ASSIGNMENT:
From the entries below, please output exactly the lines starting at the one containing "use noodles::sam::alignment::RecordBuf;" and ending at the one containing "keyed by fingerprint.", both included.

EXERCISE INPUTS:
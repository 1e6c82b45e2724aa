//! In-flight tables for the streaming duplicate sweep.
//!
//! Three ordered tables hold candidates between their arrival and the moment
//! the input cursor passes their position:
//!
//! - [`FragmentTable`] keeps the best single-end candidate per fingerprint.
//! - [`MateTable`] parks paired records until their mate arrives.
//! - [`PairedTable`] keeps the best pair per paired fingerprint.
//!
//! All three are `BTreeMap`s so the sweep can retire everything behind a
//! cutoff with one range split, and so collision resolution never depends on
//! hash iteration order. Losers' input ordinals accumulate in a
//! [`DuplicateList`] that pass 2 walks in lockstep with the input.

use std::collections::BTreeMap;
use std::collections::btree_map::Entry;
use std::mem;

use noodles::sam::alignment::RecordBuf;

use crate::fingerprint::{DupKey, PairedKey};
use crate::sam::record_utils::read_name;

//////////////////////////////////////////////////////////////////////////////
// Fragment table
//////////////////////////////////////////////////////////////////////////////

/// Best-so-far candidate for one fingerprint.
///
/// `record` is only held for unpaired candidates; a paired candidate's
/// record travels on to the mate and paired tables, and the fragment entry
/// keeps just its score and ordinal.
#[derive(Debug)]
pub struct FragmentEntry {
    pub sum_base_qual: i32,
    pub ordinal: u32,
    pub paired: bool,
    pub record: Option<RecordBuf>,
}

/// What happened to an offered fragment candidate.
#[derive(Debug)]
pub enum FragmentOutcome {
    /// The candidate is now the stored entry (fresh fingerprint).
    Stored,
    /// The candidate replaced the previous entry; the loser is handed back.
    StoredDisplacing(FragmentEntry),
    /// The stored entry stands; the candidate is handed back.
    Rejected(FragmentEntry),
}

/// Ordered map of single-end candidates keyed by fingerprint.
#[derive(Debug, Default)]
pub struct FragmentTable {
    map: BTreeMap<DupKey, FragmentEntry>,
}

impl FragmentTable {
    /// Offers a candidate for a fingerprint slot.
    ///
    /// A stored unpaired entry yields to a paired candidate, or to an
    /// unpaired candidate with a strictly higher score. A stored paired
    /// entry never yields; pairing evidence outranks any quality.
    pub fn offer(&mut self, key: DupKey, candidate: FragmentEntry) -> FragmentOutcome {
        match self.map.entry(key) {
            Entry::Vacant(slot) => {
                slot.insert(candidate);
                FragmentOutcome::Stored
            }
            Entry::Occupied(mut slot) => {
                let stored = slot.get();
                let replace = !stored.paired
                    && (candidate.paired || candidate.sum_base_qual > stored.sum_base_qual);
                if replace {
                    FragmentOutcome::StoredDisplacing(slot.insert(candidate))
                } else {
                    FragmentOutcome::Rejected(candidate)
                }
            }
        }
    }

    /// Retires every entry strictly below `cutoff`; `None` retires all.
    pub fn drain_before(&mut self, cutoff: Option<DupKey>) -> Vec<FragmentEntry> {
        let drained = match cutoff {
            Some(cutoff) => {
                let kept = self.map.split_off(&cutoff);
                mem::replace(&mut self.map, kept)
            }
            None => mem::take(&mut self.map),
        };
        drained.into_values().collect()
    }

    #[must_use]
    pub fn len(&self) -> usize {
        self.map.len()
    }

    #[must_use]
    pub fn is_empty(&self) -> bool {
        self.map.is_empty()
    }
}

//////////////////////////////////////////////////////////////////////////////
// Pending-mate table
//////////////////////////////////////////////////////////////////////////////

/// A paired record waiting for its mate, parked under the packed position
/// where the mate is expected to appear.
#[derive(Debug)]
pub struct MateEntry {
    /// Fingerprint of the parked record, computed at parking time.
    pub key: DupKey,
    pub sum_base_qual: i32,
    pub ordinal: u32,
    pub record: RecordBuf,
}

/// Multi-map of parked records keyed by packed `(reference, position)`.
#[derive(Debug, Default)]
pub struct MateTable {
    map: BTreeMap<u64, Vec<MateEntry>>,
    len: usize,
}

impl MateTable {
    /// Parks a record under the position where its mate will arrive.
    pub fn park(&mut self, at: u64, entry: MateEntry) {
        self.map.entry(at).or_default().push(entry);
        self.len += 1;
    }

    /// Removes and returns the parked record at `at` whose read name equals
    /// `name`, byte for byte.
    pub fn claim(&mut self, at: u64, name: &[u8]) -> Option<MateEntry> {
        let entries = self.map.get_mut(&at)?;
        let index = entries.iter().position(|entry| read_name(&entry.record) == name)?;
        let entry = entries.swap_remove(index);
        if entries.is_empty() {
            self.map.remove(&at);
        }
        self.len -= 1;
        Some(entry)
    }

    /// Retires every entry parked strictly below `cutoff`; `None` retires
    /// all. Whatever comes back never met its mate.
    pub fn drain_before(&mut self, cutoff: Option<u64>) -> Vec<MateEntry> {
        let drained = match cutoff {
            Some(cutoff) => {
                let kept = self.map.split_off(&cutoff);
                mem::replace(&mut self.map, kept)
            }
            None => mem::take(&mut self.map),
        };
        let entries: Vec<MateEntry> = drained.into_values().flatten().collect();
        self.len -= entries.len();
        entries
    }

    #[must_use]
    pub fn len(&self) -> usize {
        self.len
    }

    #[must_use]
    pub fn is_empty(&self) -> bool {
        self.len == 0
    }
}

//////////////////////////////////////////////////////////////////////////////
// Paired table
//////////////////////////////////////////////////////////////////////////////

/// Best-so-far pair for one paired fingerprint. `record1`/`ordinal1` belong
/// to the later-arriving mate, `record2`/`ordinal2` to the earlier one.
#[derive(Debug)]
pub struct PairedEntry {
    pub sum_base_qual: i32,
    pub ordinal1: u32,
    pub ordinal2: u32,
    pub record1: RecordBuf,
    pub record2: RecordBuf,
}

/// Ordered map of pair candidates keyed by paired fingerprint.
#[derive(Debug, Default)]
pub struct PairedTable {
    map: BTreeMap<PairedKey, PairedEntry>,
}

impl PairedTable {
    /// Offers a resolved pair for a slot, returning the losing pair on a
    /// collision.
    ///
    /// The pair with the higher combined score wins; on a tie, the pair
    /// whose first-seen (earlier) ordinal is smaller wins. Both rules are
    /// total, so the survivor never depends on arrival interleaving.
    pub fn offer(&mut self, key: PairedKey, incoming: PairedEntry) -> Option<PairedEntry> {
        match self.map.entry(key) {
            Entry::Vacant(slot) => {
                slot.insert(incoming);
                None
            }
            Entry::Occupied(mut slot) => {
                let stored = slot.get();
                let incoming_wins = incoming.sum_base_qual > stored.sum_base_qual
                    || (incoming.sum_base_qual == stored.sum_base_qual
                        && incoming.ordinal2 < stored.ordinal2);
                if incoming_wins { Some(slot.insert(incoming)) } else { Some(incoming) }
            }
        }
    }

    /// Retires every pair whose later fingerprint is strictly below
    /// `cutoff`; `None` retires all.
    pub fn drain_before(&mut self, cutoff: Option<PairedKey>) -> Vec<PairedEntry> {
        let drained = match cutoff {
            Some(cutoff) => {
                let kept = self.map.split_off(&cutoff);
                mem::replace(&mut self.map, kept)
            }
            None => mem::take(&mut self.map),
        };
        drained.into_values().collect()
    }

    #[must_use]
    pub fn len(&self) -> usize {
        self.map.len()
    }

    #[must_use]
    pub fn is_empty(&self) -> bool {
        self.map.is_empty()
    }
}

//////////////////////////////////////////////////////////////////////////////
// Duplicate ordinal list
//////////////////////////////////////////////////////////////////////////////

/// Append-only list of the input ordinals of duplicate records.
#[derive(Debug, Default)]
pub struct DuplicateList {
    ordinals: Vec<u32>,
}

impl DuplicateList {
    /// Records a loser's input ordinal.
    pub fn push(&mut self, ordinal: u32) {
        self.ordinals.push(ordinal);
    }

    /// Sorts the ordinals ascending; required before [`Self::cursor`].
    pub fn sort(&mut self) {
        self.ordinals.sort_unstable();
        debug_assert!(
            self.ordinals.windows(2).all(|w| w[0] < w[1]),
            "a record was marked duplicate twice"
        );
    }

    #[must_use]
    pub fn len(&self) -> usize {
        self.ordinals.len()
    }

    #[must_use]
    pub fn is_empty(&self) -> bool {
        self.ordinals.is_empty()
    }

    /// The recorded ordinals, in push order until [`Self::sort`] is called.
    #[must_use]
    pub fn as_slice(&self) -> &[u32] {
        &self.ordinals
    }

    /// Walks the sorted list in lockstep with ascending input ordinals.
    #[must_use]
    pub fn cursor(&self) -> DuplicateCursor<'_> {
        DuplicateCursor { ordinals: &self.ordinals, next: 0 }
    }
}

/// Forward-only cursor over a sorted [`DuplicateList`].
#[derive(Debug)]
pub struct DuplicateCursor<'a> {
    ordinals: &'a [u32],
    next: usize,
}

impl DuplicateCursor<'_> {
    /// Returns true when `ordinal` is the next pending duplicate, advancing
    /// past it. Ordinals must be queried in ascending order.
    pub fn matches(&mut self, ordinal: u32) -> bool {
        if self.next < self.ordinals.len() && self.ordinals[self.next] == ordinal {
            self.next += 1;
            true
        } else {
            false
        }
    }
}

TASK RESPONSE:
use noodles::sam::alignment::RecordBuf;

use crate::fingerprint::{DupKey, PairedKey};
use crate::sam::record_utils::read_name;

//////////////////////////////////////////////////////////////////////////////
// Fragment table
//////////////////////////////////////////////////////////////////////////////

/// Best-so-far candidate for one fingerprint.
///
/// `record` is only held for unpaired candidates; a paired candidate's
/// record travels on to the mate and paired tables, and the fragment entry
/// keeps just its score and ordinal.
#[derive(Debug)]
pub struct FragmentEntry {
    pub sum_base_qual: i32,
    pub ordinal: u32,
    pub paired: bool,
    pub record: Option<RecordBuf>,
}

/// What happened to an offered fragment candidate.
#[derive(Debug)]
pub enum FragmentOutcome {
    /// The candidate is now the stored entry (fresh fingerprint).
    Stored,
    /// The candidate replaced the previous entry; the loser is handed back.
    StoredDisplacing(FragmentEntry),
    /// The stored entry stands; the candidate is handed back.
    Rejected(FragmentEntry),
}

/// Ordered map of single-end candidates keyed by fingerprint.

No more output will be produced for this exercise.